== Task item ==
Repeat the records below exactly, beginning at the first line and finishing with the line that contains "the session engine".

==== Listed entries ====

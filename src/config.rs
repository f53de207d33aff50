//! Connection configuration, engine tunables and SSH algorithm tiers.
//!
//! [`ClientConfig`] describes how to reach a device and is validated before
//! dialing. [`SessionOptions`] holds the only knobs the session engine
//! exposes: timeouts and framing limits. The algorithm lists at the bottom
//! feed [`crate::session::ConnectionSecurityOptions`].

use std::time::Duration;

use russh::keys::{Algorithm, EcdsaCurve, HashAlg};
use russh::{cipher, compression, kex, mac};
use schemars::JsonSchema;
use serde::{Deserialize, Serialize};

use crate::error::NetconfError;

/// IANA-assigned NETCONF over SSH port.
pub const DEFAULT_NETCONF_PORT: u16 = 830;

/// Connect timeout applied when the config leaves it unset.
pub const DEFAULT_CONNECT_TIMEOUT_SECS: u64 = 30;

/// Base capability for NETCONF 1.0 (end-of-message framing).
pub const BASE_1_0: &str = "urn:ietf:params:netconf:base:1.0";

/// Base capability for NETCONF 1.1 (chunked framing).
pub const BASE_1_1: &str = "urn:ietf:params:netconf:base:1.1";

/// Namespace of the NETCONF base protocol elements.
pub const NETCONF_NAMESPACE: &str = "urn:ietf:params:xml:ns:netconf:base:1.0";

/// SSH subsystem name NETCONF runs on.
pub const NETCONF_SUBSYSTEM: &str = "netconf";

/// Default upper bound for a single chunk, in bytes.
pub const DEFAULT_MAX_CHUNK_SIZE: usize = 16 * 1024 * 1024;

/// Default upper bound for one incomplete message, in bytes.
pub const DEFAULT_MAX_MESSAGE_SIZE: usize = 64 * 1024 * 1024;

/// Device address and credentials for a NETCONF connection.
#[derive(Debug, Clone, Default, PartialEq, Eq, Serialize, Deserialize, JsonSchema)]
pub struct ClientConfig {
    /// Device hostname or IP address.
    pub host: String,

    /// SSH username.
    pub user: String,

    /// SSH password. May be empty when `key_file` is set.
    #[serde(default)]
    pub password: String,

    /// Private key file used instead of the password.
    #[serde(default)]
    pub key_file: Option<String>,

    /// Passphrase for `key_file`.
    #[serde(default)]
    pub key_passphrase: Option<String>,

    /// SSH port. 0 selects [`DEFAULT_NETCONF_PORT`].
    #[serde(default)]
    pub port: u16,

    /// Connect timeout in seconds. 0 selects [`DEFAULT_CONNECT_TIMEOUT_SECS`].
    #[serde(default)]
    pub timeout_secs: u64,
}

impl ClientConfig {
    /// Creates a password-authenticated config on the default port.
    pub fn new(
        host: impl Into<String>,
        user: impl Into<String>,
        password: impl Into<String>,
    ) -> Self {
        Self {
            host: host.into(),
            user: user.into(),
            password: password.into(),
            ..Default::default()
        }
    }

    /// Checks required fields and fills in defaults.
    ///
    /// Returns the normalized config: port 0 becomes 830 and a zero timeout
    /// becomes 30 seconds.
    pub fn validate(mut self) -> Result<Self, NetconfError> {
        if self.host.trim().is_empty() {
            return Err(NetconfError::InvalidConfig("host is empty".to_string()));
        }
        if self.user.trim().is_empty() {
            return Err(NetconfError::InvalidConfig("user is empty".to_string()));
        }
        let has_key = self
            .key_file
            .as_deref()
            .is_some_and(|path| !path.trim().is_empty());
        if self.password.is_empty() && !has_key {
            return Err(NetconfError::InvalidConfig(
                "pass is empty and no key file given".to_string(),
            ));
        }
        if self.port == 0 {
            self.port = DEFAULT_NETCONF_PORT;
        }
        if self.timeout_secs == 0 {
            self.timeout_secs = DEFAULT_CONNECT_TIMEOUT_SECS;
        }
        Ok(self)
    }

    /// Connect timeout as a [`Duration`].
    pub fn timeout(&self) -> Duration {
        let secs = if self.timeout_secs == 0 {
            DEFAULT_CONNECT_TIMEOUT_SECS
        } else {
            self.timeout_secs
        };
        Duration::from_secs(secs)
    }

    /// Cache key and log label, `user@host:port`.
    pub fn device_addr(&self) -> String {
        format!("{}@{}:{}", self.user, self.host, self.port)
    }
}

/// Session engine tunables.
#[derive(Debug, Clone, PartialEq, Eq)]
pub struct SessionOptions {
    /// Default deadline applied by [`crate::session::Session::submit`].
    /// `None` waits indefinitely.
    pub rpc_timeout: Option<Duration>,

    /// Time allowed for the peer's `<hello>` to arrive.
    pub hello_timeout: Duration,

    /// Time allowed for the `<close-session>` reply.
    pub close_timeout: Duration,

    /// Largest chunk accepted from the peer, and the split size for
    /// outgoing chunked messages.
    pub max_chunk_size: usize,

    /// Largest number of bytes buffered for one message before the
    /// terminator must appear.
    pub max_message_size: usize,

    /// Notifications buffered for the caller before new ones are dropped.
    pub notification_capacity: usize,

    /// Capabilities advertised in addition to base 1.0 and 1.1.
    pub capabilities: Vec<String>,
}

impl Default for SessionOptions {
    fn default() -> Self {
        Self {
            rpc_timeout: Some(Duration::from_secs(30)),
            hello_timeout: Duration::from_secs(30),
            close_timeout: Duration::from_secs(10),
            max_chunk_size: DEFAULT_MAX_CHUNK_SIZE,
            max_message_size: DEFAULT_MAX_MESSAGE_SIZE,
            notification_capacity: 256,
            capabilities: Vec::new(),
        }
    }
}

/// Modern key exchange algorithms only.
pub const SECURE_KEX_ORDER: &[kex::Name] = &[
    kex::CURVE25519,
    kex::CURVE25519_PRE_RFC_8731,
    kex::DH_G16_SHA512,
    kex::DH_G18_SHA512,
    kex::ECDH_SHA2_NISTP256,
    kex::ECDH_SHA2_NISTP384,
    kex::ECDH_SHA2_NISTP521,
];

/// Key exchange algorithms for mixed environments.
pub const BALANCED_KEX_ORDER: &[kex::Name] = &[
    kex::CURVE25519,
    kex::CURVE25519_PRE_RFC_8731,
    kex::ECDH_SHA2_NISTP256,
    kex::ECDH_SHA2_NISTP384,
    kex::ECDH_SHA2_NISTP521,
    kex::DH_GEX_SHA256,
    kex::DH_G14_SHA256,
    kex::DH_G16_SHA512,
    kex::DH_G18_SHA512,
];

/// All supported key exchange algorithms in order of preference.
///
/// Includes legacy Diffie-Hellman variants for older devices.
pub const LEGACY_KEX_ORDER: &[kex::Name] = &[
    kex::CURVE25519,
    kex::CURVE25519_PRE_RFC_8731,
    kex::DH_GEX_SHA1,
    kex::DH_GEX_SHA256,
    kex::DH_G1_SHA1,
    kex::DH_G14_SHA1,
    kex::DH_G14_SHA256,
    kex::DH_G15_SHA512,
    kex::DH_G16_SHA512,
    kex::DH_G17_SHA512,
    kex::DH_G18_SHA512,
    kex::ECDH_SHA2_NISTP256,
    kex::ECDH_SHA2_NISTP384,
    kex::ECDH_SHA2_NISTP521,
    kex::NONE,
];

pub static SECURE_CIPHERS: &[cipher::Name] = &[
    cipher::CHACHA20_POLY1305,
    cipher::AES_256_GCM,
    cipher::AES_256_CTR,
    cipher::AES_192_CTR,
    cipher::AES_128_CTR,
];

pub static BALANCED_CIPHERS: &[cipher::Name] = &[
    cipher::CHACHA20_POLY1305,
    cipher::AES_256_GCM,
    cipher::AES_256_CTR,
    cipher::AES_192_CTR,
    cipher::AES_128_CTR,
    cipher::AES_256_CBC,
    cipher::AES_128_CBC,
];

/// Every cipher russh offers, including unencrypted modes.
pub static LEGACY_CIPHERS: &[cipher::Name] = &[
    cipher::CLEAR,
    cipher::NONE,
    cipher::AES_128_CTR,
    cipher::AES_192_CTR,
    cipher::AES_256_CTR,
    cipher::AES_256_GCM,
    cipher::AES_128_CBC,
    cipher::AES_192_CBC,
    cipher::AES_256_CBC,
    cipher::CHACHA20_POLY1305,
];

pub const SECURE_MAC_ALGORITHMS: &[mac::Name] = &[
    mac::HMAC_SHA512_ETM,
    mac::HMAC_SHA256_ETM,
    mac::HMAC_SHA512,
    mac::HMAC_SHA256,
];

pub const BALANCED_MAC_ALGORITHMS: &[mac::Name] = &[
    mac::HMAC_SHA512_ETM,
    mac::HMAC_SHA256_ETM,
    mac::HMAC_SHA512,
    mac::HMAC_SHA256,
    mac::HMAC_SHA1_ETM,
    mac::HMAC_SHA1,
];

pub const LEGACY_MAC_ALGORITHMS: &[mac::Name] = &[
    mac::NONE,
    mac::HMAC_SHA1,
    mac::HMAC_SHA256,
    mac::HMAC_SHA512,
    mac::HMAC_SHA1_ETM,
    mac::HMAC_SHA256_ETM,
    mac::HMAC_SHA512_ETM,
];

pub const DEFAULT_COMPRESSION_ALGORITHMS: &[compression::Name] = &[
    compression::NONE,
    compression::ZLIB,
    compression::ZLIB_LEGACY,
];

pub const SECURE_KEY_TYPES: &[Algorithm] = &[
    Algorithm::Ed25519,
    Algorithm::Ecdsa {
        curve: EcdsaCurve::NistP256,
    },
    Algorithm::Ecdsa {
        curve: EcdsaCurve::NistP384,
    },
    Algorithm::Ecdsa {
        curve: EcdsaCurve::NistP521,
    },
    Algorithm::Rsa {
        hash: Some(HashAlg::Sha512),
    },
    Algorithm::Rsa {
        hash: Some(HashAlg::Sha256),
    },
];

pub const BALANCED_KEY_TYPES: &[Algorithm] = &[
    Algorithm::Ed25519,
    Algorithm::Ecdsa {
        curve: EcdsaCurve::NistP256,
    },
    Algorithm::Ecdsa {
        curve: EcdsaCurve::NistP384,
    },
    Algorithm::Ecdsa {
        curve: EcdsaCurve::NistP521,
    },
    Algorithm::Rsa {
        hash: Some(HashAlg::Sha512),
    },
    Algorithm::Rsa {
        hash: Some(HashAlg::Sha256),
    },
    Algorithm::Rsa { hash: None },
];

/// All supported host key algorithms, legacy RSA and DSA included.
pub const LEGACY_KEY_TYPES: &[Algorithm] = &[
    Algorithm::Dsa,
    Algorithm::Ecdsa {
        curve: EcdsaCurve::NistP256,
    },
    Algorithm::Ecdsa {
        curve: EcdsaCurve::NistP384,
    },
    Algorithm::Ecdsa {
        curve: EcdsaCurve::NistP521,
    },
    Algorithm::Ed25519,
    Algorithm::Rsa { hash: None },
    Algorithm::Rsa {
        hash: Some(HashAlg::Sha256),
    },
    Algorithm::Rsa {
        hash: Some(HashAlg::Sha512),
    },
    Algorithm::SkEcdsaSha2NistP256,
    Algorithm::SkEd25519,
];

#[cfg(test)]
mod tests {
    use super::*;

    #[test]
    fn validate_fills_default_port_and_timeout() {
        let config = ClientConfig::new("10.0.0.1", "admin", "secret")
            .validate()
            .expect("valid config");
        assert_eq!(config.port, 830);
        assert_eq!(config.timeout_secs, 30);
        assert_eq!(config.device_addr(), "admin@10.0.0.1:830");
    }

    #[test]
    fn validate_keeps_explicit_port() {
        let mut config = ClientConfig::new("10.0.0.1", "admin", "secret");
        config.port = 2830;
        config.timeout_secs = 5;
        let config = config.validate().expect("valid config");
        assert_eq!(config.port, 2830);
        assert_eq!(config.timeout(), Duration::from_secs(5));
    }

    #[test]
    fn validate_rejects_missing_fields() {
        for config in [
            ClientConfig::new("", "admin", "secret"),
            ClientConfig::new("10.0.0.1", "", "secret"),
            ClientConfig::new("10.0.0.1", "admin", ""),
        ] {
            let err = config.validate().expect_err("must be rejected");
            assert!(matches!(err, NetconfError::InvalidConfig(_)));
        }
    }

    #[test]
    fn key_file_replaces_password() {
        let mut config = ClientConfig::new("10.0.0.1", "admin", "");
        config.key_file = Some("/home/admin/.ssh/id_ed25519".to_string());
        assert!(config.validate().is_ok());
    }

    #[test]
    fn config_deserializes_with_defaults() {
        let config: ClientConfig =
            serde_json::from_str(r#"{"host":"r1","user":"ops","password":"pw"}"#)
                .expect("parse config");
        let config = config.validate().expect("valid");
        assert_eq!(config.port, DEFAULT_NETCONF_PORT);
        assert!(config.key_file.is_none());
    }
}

====

== Answer section ==
filename src/config.rs
repository f53de207d33aff50
//! Connection configuration, engine tunables and SSH algorithm tiers.
//!
//! [`ClientConfig`] describes how to reach a device and is validated before
//! dialing. [`SessionOptions`] holds the only knobs the session engine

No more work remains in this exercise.